Stored data
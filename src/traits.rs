//! Floating point tolerance helpers shared by the numeric fallbacks.

/// Default tolerance for floating-point comparisons
pub(crate) const FLOAT_TOLERANCE: f64 = 1e-10;

/// Tolerance used when deciding whether a numerically refined root is real.
pub(crate) const IMAG_TOLERANCE: f64 = 1e-9;

/// Check if a float is approximately zero (within tolerance)
#[inline]
pub(crate) fn is_zero(n: f64) -> bool {
    n.abs() < FLOAT_TOLERANCE
}

/// Check if two floats agree within a tolerance relative to their size
#[inline]
pub(crate) fn approx_eq(a: f64, b: f64) -> bool {
    (a - b).abs() <= FLOAT_TOLERANCE * (1.0 + a.abs().max(b.abs()))
}

#[cfg(test)]
mod tests {
    use super::*;

    #[test]
    fn test_is_zero() {
        assert!(is_zero(0.0));
        assert!(is_zero(1e-11));
        assert!(is_zero(-1e-11));
        assert!(!is_zero(0.1));
    }

    #[test]
    fn test_approx_eq() {
        assert!(approx_eq(1.0, 1.0 + 1e-12));
        assert!(approx_eq(1e6, 1e6 + 1e-5));
        assert!(!approx_eq(1.0, 1.001));
    }
}
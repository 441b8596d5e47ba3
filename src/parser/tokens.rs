use crate::ast::RelOp;
use crate::error::Span;

/// Arithmetic operators
#[derive(Debug, Clone, Copy, PartialEq, Eq)]
pub(crate) enum Operator {
    Add,
    Sub,
    Mul,
    Div,
    Pow,
}

impl Operator {
    /// Binding power for Pratt parsing
    pub(crate) fn precedence(self) -> u8 {
        match self {
            Operator::Add | Operator::Sub => 10,
            Operator::Mul | Operator::Div => 20,
            Operator::Pow => 30,
        }
    }

    pub(crate) fn symbol(self) -> &'static str {
        match self {
            Operator::Add => "+",
            Operator::Sub => "-",
            Operator::Mul => "*",
            Operator::Div => "/",
            Operator::Pow => "**",
        }
    }
}

#[derive(Debug, Clone, PartialEq)]
pub(crate) enum Token {
    /// Numeric literal, kept as text so it can be read exactly
    Number(String),
    Identifier(String),
    /// Quoted string, only meaningful as a constructor argument
    Str(String),
    Operator(Operator),
    Relation(RelOp),
    LeftParen,
    RightParen,
    LeftBracket,
    RightBracket,
    Comma,
}

impl Token {
    pub(crate) fn to_user_string(&self) -> String {
        match self {
            Token::Number(n) => n.clone(),
            Token::Identifier(s) => s.clone(),
            Token::Str(s) => format!("'{s}'"),
            Token::Operator(op) => op.symbol().to_string(),
            Token::Relation(op) => match op {
                RelOp::Eq => "=",
                RelOp::Ne => "!=",
                RelOp::Lt => "<",
                RelOp::Le => "<=",
                RelOp::Gt => ">",
                RelOp::Ge => ">=",
            }
            .to_string(),
            Token::LeftParen => "(".to_string(),
            Token::RightParen => ")".to_string(),
            Token::LeftBracket => "[".to_string(),
            Token::RightBracket => "]".to_string(),
            Token::Comma => ",".to_string(),
        }
    }
}

/// A token with its position in the source
#[derive(Debug, Clone, PartialEq)]
pub(crate) struct Lexeme {
    pub token: Token,
    pub span: Span,
}

impl Lexeme {
    pub(crate) fn new(token: Token, span: Span) -> Self {
        Lexeme { token, span }
    }
}
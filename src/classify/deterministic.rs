//! Structural classification rules
//!
//! First match wins: a derivative construct, an integral construct, a single
//! relation, a tuple of relations or expressions. Linearity here means total
//! degree at most one, so `x*y = 1` is nonlinear.

use super::UnifiedLabel;
use crate::ast::ExprKind;
use crate::parser::parse;
use crate::poly::total_degree;
use crate::Expr;

/// `lhs - rhs` of a relation, the expression itself otherwise.
fn as_zero_form(e: &Expr) -> Expr {
    match e.kind() {
        ExprKind::Relation { lhs, rhs, .. } => Expr::sub_expr(lhs.clone(), rhs.clone()),
        _ => e.clone(),
    }
}

fn is_linear_member(e: &Expr) -> bool {
    total_degree(&as_zero_form(e)).is_some_and(|d| d <= 1)
}

/// Label of `expr_str` with confidence `1.0`, or `None` when no rule applies
/// or the string does not parse.
///
/// # Example
/// ```
/// use symb_solve::classify::{UnifiedLabel, deterministic_classify};
///
/// assert_eq!(
///     deterministic_classify("x**2 - 4 = 0"),
///     Some((UnifiedLabel::EquationNonlinear, 1.0))
/// );
/// assert_eq!(deterministic_classify("x**2"), None);
/// ```
pub fn deterministic_classify(expr_str: &str) -> Option<(UnifiedLabel, f64)> {
    let obj = match parse(expr_str) {
        Ok(obj) => obj,
        Err(e) => {
            tracing::debug!(error = %e, "deterministic tier could not parse input");
            return None;
        }
    };

    let label = if obj.contains_derivative() {
        UnifiedLabel::Derivative
    } else if obj.contains_integral() {
        UnifiedLabel::Integral
    } else if obj.is_relational() {
        let zero_form = as_zero_form(&obj);
        if !zero_form.free_symbols().is_empty() && is_linear_member(&obj) {
            UnifiedLabel::EquationLinear
        } else {
            UnifiedLabel::EquationNonlinear
        }
    } else if let ExprKind::Tuple(members) = obj.kind() {
        if members.iter().all(is_linear_member) {
            UnifiedLabel::SystemLinear
        } else {
            UnifiedLabel::SystemNonlinear
        }
    } else {
        return None;
    };
    Some((label, 1.0))
}
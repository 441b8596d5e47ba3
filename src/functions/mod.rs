//! Centralized mathematical function registry
//!
//! This module is the single source of truth for the named functions the
//! parser accepts, including their derivative formulas and the exact values
//! they take at special arguments.

use crate::ast::{Constant, ExprKind};
use crate::number::{Numeric, Rational};
use crate::Expr;

pub(crate) mod definitions;
pub(crate) mod registry;

pub(crate) use registry::{LatexStyle, Registry};

/// Names rewritten into other forms on application rather than stored.
pub(crate) const ALIASES: &[&str] = &["exp", "sqrt", "ln"];

/// Whether `name` is a function the parser should recognize.
pub fn is_known_function(name: &str) -> bool {
    ALIASES.contains(&name) || Registry::get(name).is_some()
}

/// Apply a named function to its arguments.
///
/// `exp` and `sqrt` become powers, `ln` is `log`, `log(x, b)` is
/// `log(x)/log(b)`. Registered functions get exact evaluation at special
/// arguments and numeric evaluation on float arguments; unknown names
/// stay as undefined applications.
pub(crate) fn apply(name: &str, args: Vec<Expr>) -> Expr {
    match (name, args.as_slice()) {
        ("exp", [u]) => return Expr::exp(u.clone()),
        ("sqrt", [u]) => return Expr::sqrt(u.clone()),
        ("ln", [_]) => return apply("log", args),
        ("log", [x, b]) => {
            return Expr::div_expr(
                apply("log", vec![x.clone()]),
                apply("log", vec![b.clone()]),
            );
        }
        _ => {}
    }
    let Some(def) = Registry::get(name) else {
        return Expr::func_raw(name, args);
    };
    if !def.validate_arity(args.len()) {
        return Expr::func_raw(name, args);
    }
    if let Some(v) = (def.exact)(&args) {
        return v;
    }
    if args.iter().any(Expr::has_float) && args.iter().all(Expr::is_number) {
        let values: Vec<f64> = args
            .iter()
            .filter_map(|a| a.as_numeric().map(|n| n.to_f64()))
            .collect();
        if let Some(v) = (def.eval)(&values)
            && v.is_finite()
        {
            return Expr::float(v);
        }
    }
    Expr::func_raw(name, args)
}

// ===== Helpers for building derivative expressions =====

pub(crate) fn func(name: &str, arg: Expr) -> Expr {
    apply(name, vec![arg])
}

/// Multiply, skipping the product node when one side is 0 or 1
pub(crate) fn mul_opt(a: Expr, b: Expr) -> Expr {
    if a.is_zero() || b.is_zero() {
        Expr::zero()
    } else if a.is_one() {
        b
    } else if b.is_one() {
        a
    } else {
        Expr::product(vec![a, b])
    }
}

pub(crate) fn neg(e: Expr) -> Expr {
    Expr::negate(e)
}

// ===== Exact values =====

/// `r` when `e` is `r*pi`
pub(crate) fn pi_multiple(e: &Expr) -> Option<Rational> {
    if let Some(r) = e.as_rational() {
        return num_traits::Zero::is_zero(r).then(|| r.clone());
    }
    let (coeff, rest) = e.as_coeff_mul();
    match (coeff, rest.kind()) {
        (Numeric::Exact(r), ExprKind::Constant(Constant::Pi)) => Some(r),
        _ => None,
    }
}

/// Exact `sin(r*pi)` for multiples of pi/6 and pi/4.
pub(crate) fn sin_pi_multiple(r: &Rational) -> Option<Expr> {
    let two = Rational::from_i64(2);
    let turns = r.checked_div(&two)?.floor_i64()?;
    let mut reduced = r - &(&two * &Rational::from_i64(turns));
    let mut negative = false;
    let one = Rational::from_i64(1);
    if reduced >= one {
        reduced = &reduced - &one;
        negative = true;
    }
    let mirrored = &one - &reduced;
    let s = if mirrored < reduced { mirrored } else { reduced };
    let value = match s.to_i128_parts()? {
        (0, _) => Expr::zero(),
        (1, 2) => Expr::one(),
        (1, 3) => Expr::div_expr(Expr::sqrt(Expr::integer(3)), Expr::integer(2)),
        (1, 4) => Expr::div_expr(Expr::sqrt(Expr::integer(2)), Expr::integer(2)),
        (1, 6) => Expr::half(),
        _ => return None,
    };
    Some(if negative { Expr::negate(value) } else { value })
}

/// Exact `cos(r*pi)` via `sin(r*pi + pi/2)`.
pub(crate) fn cos_pi_multiple(r: &Rational) -> Option<Expr> {
    let half = Rational::frac(1, 2)?;
    sin_pi_multiple(&(r + &half))
}

/// For odd functions, `f(-u) = -f(u)`: the argument with its sign pulled out.
/// Negative numbers are included so `asin(-1)` reaches the exact table.
pub(crate) fn strip_negative(u: &Expr) -> Option<Expr> {
    if u.has_negative_coefficient() {
        Some(Expr::negate(u.clone()))
    } else {
        None
    }
}

#[cfg(test)]
mod tests {
    use super::*;
    use crate::sym;

    #[test]
    fn test_exact_trig_values() {
        assert_eq!(Expr::func1("sin", Expr::zero()), Expr::zero());
        assert_eq!(Expr::func1("sin", Expr::pi()), Expr::zero());
        assert_eq!(Expr::func1("cos", Expr::pi()), Expr::neg_one());
        let sixth = Expr::product(vec![Expr::frac(1, 6), Expr::pi()]);
        assert_eq!(Expr::func1("sin", sixth), Expr::half());
        let three_halves = Expr::product(vec![Expr::frac(3, 2), Expr::pi()]);
        assert_eq!(Expr::func1("sin", three_halves), Expr::neg_one());
    }

    #[test]
    fn test_aliases() {
        let x = sym("x");
        assert_eq!(Expr::func1("exp", x.to_expr()), Expr::exp(x.to_expr()));
        assert_eq!(Expr::func1("ln", Expr::e()), Expr::one());
        assert_eq!(
            Expr::func1("sqrt", x.to_expr()),
            Expr::pow(x.to_expr(), Expr::half())
        );
    }

    #[test]
    fn test_odd_and_even_symmetry() {
        let x = sym("x");
        assert_eq!(
            Expr::func1("sin", Expr::negate(x.to_expr())),
            Expr::negate(Expr::func1("sin", x.to_expr()))
        );
        assert_eq!(
            Expr::func1("cos", Expr::negate(x.to_expr())),
            Expr::func1("cos", x.to_expr())
        );
    }

    #[test]
    fn test_negative_numbers_reach_exact_values() {
        let minus_half_pi = Expr::product(vec![Expr::frac(-1, 2), Expr::pi()]);
        assert_eq!(Expr::func1("asin", Expr::neg_one()), minus_half_pi);
        assert_eq!(
            Expr::func1("atan", Expr::neg_one()),
            Expr::product(vec![Expr::frac(-1, 4), Expr::pi()])
        );
        assert_eq!(
            Expr::func1("sin", Expr::integer(-2)),
            Expr::negate(Expr::func1("sin", Expr::integer(2)))
        );
        assert_eq!(Expr::func1("cosh", Expr::integer(-3)), Expr::func1("cosh", Expr::integer(3)));
    }

    #[test]
    fn test_undefined_function_stays_applied() {
        let f = Expr::func("f", vec![sym("x").to_expr()]);
        assert_eq!(f.function_name(), Some("f"));
        assert!(!is_known_function("f"));
        assert!(is_known_function("sin"));
    }

    #[test]
    fn test_float_arguments_evaluate() {
        let v = Expr::func1("cos", Expr::float(0.0));
        assert_eq!(v, Expr::float(1.0));
    }
}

● **EXERCISE INSTRUCTIONS**
If the word "return" appears in a line above, copy that line.

● **RESPONSE BOX**
            return None;
        return None;
        ("exp", [u]) => return Expr::exp(u.clone()),
        ("sqrt", [u]) => return Expr::sqrt(u.clone()),
        ("ln", [_]) => return apply("log", args),
            return Expr::div_expr(
        return Expr::func_raw(name, args);
        return Expr::func_raw(name, args);
        return v;
            return Expr::float(v);
        return num_traits::Zero::is_zero(r).then(|| r.clone());
        _ => return None,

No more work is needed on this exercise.